Jesus beautifully aligns Himself with all, yes. And His grace is sufficient for all. But in matters of justice and oppression and crime? He reminds us to obey our governing authorities (who are best to handle criminal issues), encourages payment of taxes (to fund law enforcement), and jumps out of line in order to pursue outcasts and unnoticed ones left in the wake of abuse and crimes. I can’t help but imagine Jesus leaving the applause-filled room, finding a sexual abuse victim, and listening to her story with empathy.

I fear that the American church has lost the justice side of Jesus.

We embrace the Jesus who glosses over victimization with a grace-bandaid, and we shy away from the Jesus who asks for radical repentance and restoration (submitting to governing authorities, making amends, participating in restorative justice, not caring about reputation anymore). I’m reminded of the Rich Young Ruler who appeared to do everything right on the outside. He said all the right Christian words–and quite persuasively–but he lacked one thing. Repentance for him meant forsaking position, power and wealth in order to radically follow Jesus and give to those in need. Instead, he chose to walk away.

Who suffers when we applaud perpetrators? We all do. Our children do. The vulnerable do. While we can absolutely extend forgiveness and grace to all who repent, this extension does not magically remove the penalty for an offense or erase its effects on the victim. Nor does it allow perpetrators who are caught to continue on in positions of authority over others, when that very position of authority empowered them to prey on others.

Glossing over victimization, using language that minimizes its devastating effect, hurts us all.

Remember this: a perpetrator may have hurt someone for a few minutes of his/her life and may even regret it, but a victim lives with the pain, triggers, shame, and fear for a lifetime. For the perpetrator? It’s an incident. For the perpetrated upon? It’s a life-long battle.
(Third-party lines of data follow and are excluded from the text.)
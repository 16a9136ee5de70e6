//! services/api/src/adapters/db.rs
//!
//! This module contains the database adapter, which is the concrete implementation
//! of the `SessionStore` and `UserStore` ports from the `core` crate. It handles all
//! interactions with the PostgreSQL database using `sqlx`.

use async_trait::async_trait;
use chrono::{DateTime, Utc};
use snore_core::domain::{
    Clip, NewClip, Session, SessionStatus, User, UserCredentials, COUNTER_LIMIT,
};
use snore_core::ports::{FinalizeOutcome, PortError, PortResult, SessionStore, UserStore};
use sqlx::{FromRow, PgPool};
use uuid::Uuid;

const SESSION_COLUMNS: &str = "id, user_id, status, started_at, ended_at, has_snore, snore_count, \
     snore_total_sec, sleep_duration, sleep_quality, advice, created_at";

// `COUNTER_LIMIT` is `i32::MAX`, so the cast is lossless.
const COUNTER_LIMIT_DB: i32 = COUNTER_LIMIT as i32;

const CLIP_COLUMNS: &str =
    "id, session_id, file_path, start_sec, end_sec, duration_sec, confidence, created_at";

//=========================================================================================
// The Main Adapter Struct
//=========================================================================================

/// A database adapter that implements the storage ports.
#[derive(Clone)]
pub struct DbAdapter {
    pool: PgPool,
}

impl DbAdapter {
    /// Creates a new `DbAdapter`.
    pub fn new(pool: PgPool) -> Self {
        Self { pool }
    }

    /// A helper function to run database migrations at startup.
    pub async fn run_migrations(&self) -> Result<(), sqlx::migrate::MigrateError> {
        sqlx::migrate!("./migrations").run(&self.pool).await?;
        Ok(())
    }
}

fn unexpected(e: sqlx::Error) -> PortError {
    PortError::Unexpected(e.to_string())
}

fn to_db_int(value: u32, field: &str) -> PortResult<i32> {
    i32::try_from(value)
        .map_err(|_| PortError::InvalidFormat(format!("{} is too large: {}", field, value)))
}

//=========================================================================================
// "Impure" Database Record Structs
//=========================================================================================

#[derive(FromRow)]
struct UserRecord {
    user_id: Uuid,
    email: String,
    password_hash: String,
}
impl UserRecord {
    fn to_domain(self) -> User {
        User {
            user_id: self.user_id,
            email: self.email,
        }
    }

    fn to_credentials(self) -> UserCredentials {
        UserCredentials {
            user_id: self.user_id,
            email: self.email,
            hashed_password: self.password_hash,
        }
    }
}

#[derive(FromRow)]
struct SessionRecord {
    id: Uuid,
    user_id: Uuid,
    status: String,
    started_at: Option<DateTime<Utc>>,
    ended_at: Option<DateTime<Utc>>,
    has_snore: bool,
    snore_count: i32,
    snore_total_sec: i32,
    sleep_duration: Option<f64>,
    sleep_quality: Option<String>,
    advice: Option<String>,
    created_at: DateTime<Utc>,
}
impl SessionRecord {
    fn to_domain(self) -> PortResult<Session> {
        let sleep_quality = match self.sleep_quality {
            Some(label) => Some(label.parse().map_err(|_| {
                PortError::Unexpected(format!("Stored sleep quality '{}' is unknown", label))
            })?),
            None => None,
        };
        Ok(Session {
            id: self.id,
            user_id: self.user_id,
            status: self.status.parse()?,
            started_at: self.started_at,
            ended_at: self.ended_at,
            has_snore: self.has_snore,
            snore_count: self.snore_count.max(0) as u32,
            snore_total_sec: self.snore_total_sec.max(0) as u32,
            sleep_duration: self.sleep_duration,
            sleep_quality,
            advice: self.advice,
            created_at: self.created_at,
        })
    }
}

#[derive(FromRow)]
struct ClipRecord {
    id: Uuid,
    session_id: Uuid,
    file_path: String,
    start_sec: f64,
    end_sec: f64,
    duration_sec: i32,
    confidence: Option<i16>,
    created_at: DateTime<Utc>,
}
impl ClipRecord {
    fn to_domain(self) -> Clip {
        Clip {
            id: self.id,
            session_id: self.session_id,
            blob_ref: self.file_path,
            start_sec: self.start_sec,
            end_sec: self.end_sec,
            duration_sec: self.duration_sec.max(1) as u32,
            confidence: self.confidence.map(|c| c.clamp(0, 100) as u8),
            created_at: self.created_at,
        }
    }
}

//=========================================================================================
// `SessionStore` Trait Implementation
//=========================================================================================

#[async_trait]
impl SessionStore for DbAdapter {
    async fn create_session(&self, session: Session) -> PortResult<Session> {
        let query = format!(
            "INSERT INTO snore_sessions (id, user_id, status, started_at, created_at) \
             VALUES ($1, $2, $3, $4, $5) RETURNING {}",
            SESSION_COLUMNS
        );
        let record = sqlx::query_as::<_, SessionRecord>(&query)
            .bind(session.id)
            .bind(session.user_id)
            .bind(session.status.as_str())
            .bind(session.started_at)
            .bind(session.created_at)
            .fetch_one(&self.pool)
            .await
            .map_err(unexpected)?;
        record.to_domain()
    }

    async fn get_session(&self, session_id: Uuid) -> PortResult<Session> {
        let query = format!("SELECT {} FROM snore_sessions WHERE id = $1", SESSION_COLUMNS);
        let record = sqlx::query_as::<_, SessionRecord>(&query)
            .bind(session_id)
            .fetch_one(&self.pool)
            .await
            .map_err(|e| match e {
                sqlx::Error::RowNotFound => {
                    PortError::NotFound(format!("Session {} not found", session_id))
                }
                _ => unexpected(e),
            })?;
        record.to_domain()
    }

    async fn list_sessions_for_user(&self, user_id: Uuid) -> PortResult<Vec<Session>> {
        let query = format!(
            "SELECT {} FROM snore_sessions WHERE user_id = $1 ORDER BY created_at ASC",
            SESSION_COLUMNS
        );
        let records = sqlx::query_as::<_, SessionRecord>(&query)
            .bind(user_id)
            .fetch_all(&self.pool)
            .await
            .map_err(unexpected)?;

        records.into_iter().map(|r| r.to_domain()).collect()
    }

    async fn append_clip(&self, clip: NewClip) -> PortResult<Clip> {
        let duration_sec = to_db_int(clip.duration_sec, "duration_sec")?;
        let mut tx = self.pool.begin().await.map_err(unexpected)?;

        // The row lock taken by this UPDATE serializes concurrent uploads.
        let bumped = sqlx::query(
            "UPDATE snore_sessions \
             SET snore_count = snore_count + 1, \
                 snore_total_sec = snore_total_sec + $2, \
                 has_snore = TRUE \
             WHERE id = $1 AND status = 'open' \
               AND snore_count < $3 AND snore_total_sec <= $3 - $2",
        )
        .bind(clip.session_id)
        .bind(duration_sec)
        .bind(COUNTER_LIMIT_DB)
        .execute(&mut *tx)
        .await
        .map_err(unexpected)?
        .rows_affected();

        if bumped == 0 {
            let status: Option<String> =
                sqlx::query_scalar("SELECT status FROM snore_sessions WHERE id = $1")
                    .bind(clip.session_id)
                    .fetch_optional(&mut *tx)
                    .await
                    .map_err(unexpected)?;
            return Err(match status.as_deref() {
                Some("open") => PortError::InvalidState("session snore totals are full".to_string()),
                Some(_) => PortError::InvalidState("session already finalized".to_string()),
                None => PortError::NotFound(format!("Session {} not found", clip.session_id)),
            });
        }

        let query = format!(
            "INSERT INTO snore_clips (id, session_id, file_path, start_sec, end_sec, duration_sec, confidence) \
             VALUES ($1, $2, $3, $4, $5, $6, $7) RETURNING {}",
            CLIP_COLUMNS
        );
        let record = sqlx::query_as::<_, ClipRecord>(&query)
            .bind(Uuid::new_v4())
            .bind(clip.session_id)
            .bind(&clip.blob_ref)
            .bind(clip.start_sec)
            .bind(clip.end_sec)
            .bind(duration_sec)
            .bind(clip.confidence.map(i16::from))
            .fetch_one(&mut *tx)
            .await
            .map_err(unexpected)?;

        tx.commit().await.map_err(unexpected)?;
        Ok(record.to_domain())
    }

    async fn finalize_session(
        &self,
        expected: &Session,
        finalized: &Session,
    ) -> PortResult<FinalizeOutcome> {
        let query = format!(
            "UPDATE snore_sessions \
             SET status = $2, started_at = $3, ended_at = $4, has_snore = $5, \
                 snore_count = $6, snore_total_sec = $7, sleep_duration = $8, \
                 sleep_quality = $9, advice = $10 \
             WHERE id = $1 AND status = 'open' AND snore_count = $11 AND snore_total_sec = $12 \
             RETURNING {}",
            SESSION_COLUMNS
        );
        let record = sqlx::query_as::<_, SessionRecord>(&query)
            .bind(expected.id)
            .bind(SessionStatus::Finalized.as_str())
            .bind(finalized.started_at)
            .bind(finalized.ended_at)
            .bind(finalized.has_snore)
            .bind(to_db_int(finalized.snore_count, "snore_count")?)
            .bind(to_db_int(finalized.snore_total_sec, "snore_total_sec")?)
            .bind(finalized.sleep_duration)
            .bind(finalized.sleep_quality.map(|q| q.as_str()))
            .bind(finalized.advice.as_deref())
            .bind(to_db_int(expected.snore_count, "snore_count")?)
            .bind(to_db_int(expected.snore_total_sec, "snore_total_sec")?)
            .fetch_optional(&self.pool)
            .await
            .map_err(unexpected)?;

        match record {
            Some(record) => Ok(FinalizeOutcome::Applied(record.to_domain()?)),
            None => Ok(FinalizeOutcome::Conflict),
        }
    }

    async fn list_clips(&self, session_id: Uuid) -> PortResult<Vec<Clip>> {
        let query = format!(
            "SELECT {} FROM snore_clips WHERE session_id = $1 ORDER BY start_sec ASC, created_at ASC",
            CLIP_COLUMNS
        );
        let records = sqlx::query_as::<_, ClipRecord>(&query)
            .bind(session_id)
            .fetch_all(&self.pool)
            .await
            .map_err(unexpected)?;

        Ok(records.into_iter().map(|r| r.to_domain()).collect())
    }

    async fn get_clip(&self, clip_id: Uuid) -> PortResult<Clip> {
        let query = format!("SELECT {} FROM snore_clips WHERE id = $1", CLIP_COLUMNS);
        let record = sqlx::query_as::<_, ClipRecord>(&query)
            .bind(clip_id)
            .fetch_one(&self.pool)
            .await
            .map_err(|e| match e {
                sqlx::Error::RowNotFound => PortError::NotFound(format!("Clip {} not found", clip_id)),
                _ => unexpected(e),
            })?;
        Ok(record.to_domain())
    }

    async fn delete_clip(&self, clip_id: Uuid) -> PortResult<()> {
        sqlx::query("DELETE FROM snore_clips WHERE id = $1")
            .bind(clip_id)
            .execute(&self.pool)
            .await
            .map_err(unexpected)?;
        Ok(())
    }

    async fn delete_session(&self, session_id: Uuid) -> PortResult<Vec<String>> {
        let mut tx = self.pool.begin().await.map_err(unexpected)?;
        let removed: Vec<String> =
            sqlx::query_scalar("DELETE FROM snore_clips WHERE session_id = $1 RETURNING file_path")
                .bind(session_id)
                .fetch_all(&mut *tx)
                .await
                .map_err(unexpected)?;
        sqlx::query("DELETE FROM snore_sessions WHERE id = $1")
            .bind(session_id)
            .execute(&mut *tx)
            .await
            .map_err(unexpected)?;
        tx.commit().await.map_err(unexpected)?;
        Ok(removed)
    }
}

//=========================================================================================
// `UserStore` Trait Implementation
//=========================================================================================

#[async_trait]
impl UserStore for DbAdapter {
    async fn create_user(&self, email: &str, hashed_password: &str) -> PortResult<User> {
        let record = sqlx::query_as::<_, UserRecord>(
            "INSERT INTO users (user_id, email, password_hash) VALUES ($1, $2, $3) \
             RETURNING user_id, email, password_hash",
        )
        .bind(Uuid::new_v4())
        .bind(email)
        .bind(hashed_password)
        .fetch_one(&self.pool)
        .await
        .map_err(|e| match e {
            sqlx::Error::Database(ref db) if db.is_unique_violation() => {
                PortError::Conflict("Email already registered".to_string())
            }
            _ => unexpected(e),
        })?;
        Ok(record.to_domain())
    }

    async fn get_user_by_email(&self, email: &str) -> PortResult<UserCredentials> {
        let record = sqlx::query_as::<_, UserRecord>(
            "SELECT user_id, email, password_hash FROM users WHERE email = $1",
        )
        .bind(email)
        .fetch_one(&self.pool)
        .await
        .map_err(|e| match e {
            sqlx::Error::RowNotFound => PortError::NotFound(format!("User {} not found", email)),
            _ => unexpected(e),
        })?;
        Ok(record.to_credentials())
    }

    async fn get_user(&self, user_id: Uuid) -> PortResult<User> {
        let record = sqlx::query_as::<_, UserRecord>(
            "SELECT user_id, email, password_hash FROM users WHERE user_id = $1",
        )
        .bind(user_id)
        .fetch_one(&self.pool)
        .await
        .map_err(|e| match e {
            sqlx::Error::RowNotFound => PortError::NotFound(format!("User {} not found", user_id)),
            _ => unexpected(e),
        })?;
        Ok(record.to_domain())
    }
}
It’s time we look at the reality of our world, even our church world where #churchtoo is sadly true. Church should be the safest and most restorative place on earth for those who have suffered from any kind of abuse. But often, it is not. It’s time this changes–for all our sakes.


  1. Blessing Mpofu

    Thanks Mary for articulating this so well. This will go a long way in engaging friends I was having discussions with about the problems I had with the congregation’s reaction. Now hoping for the voices of the influential men / church leaders to be heard as eloquently and passionately as you’ve put it.

    Please keep speaking up.

    • Mary DeMuth

      Thank you, Blessing. I so appreciate your heart.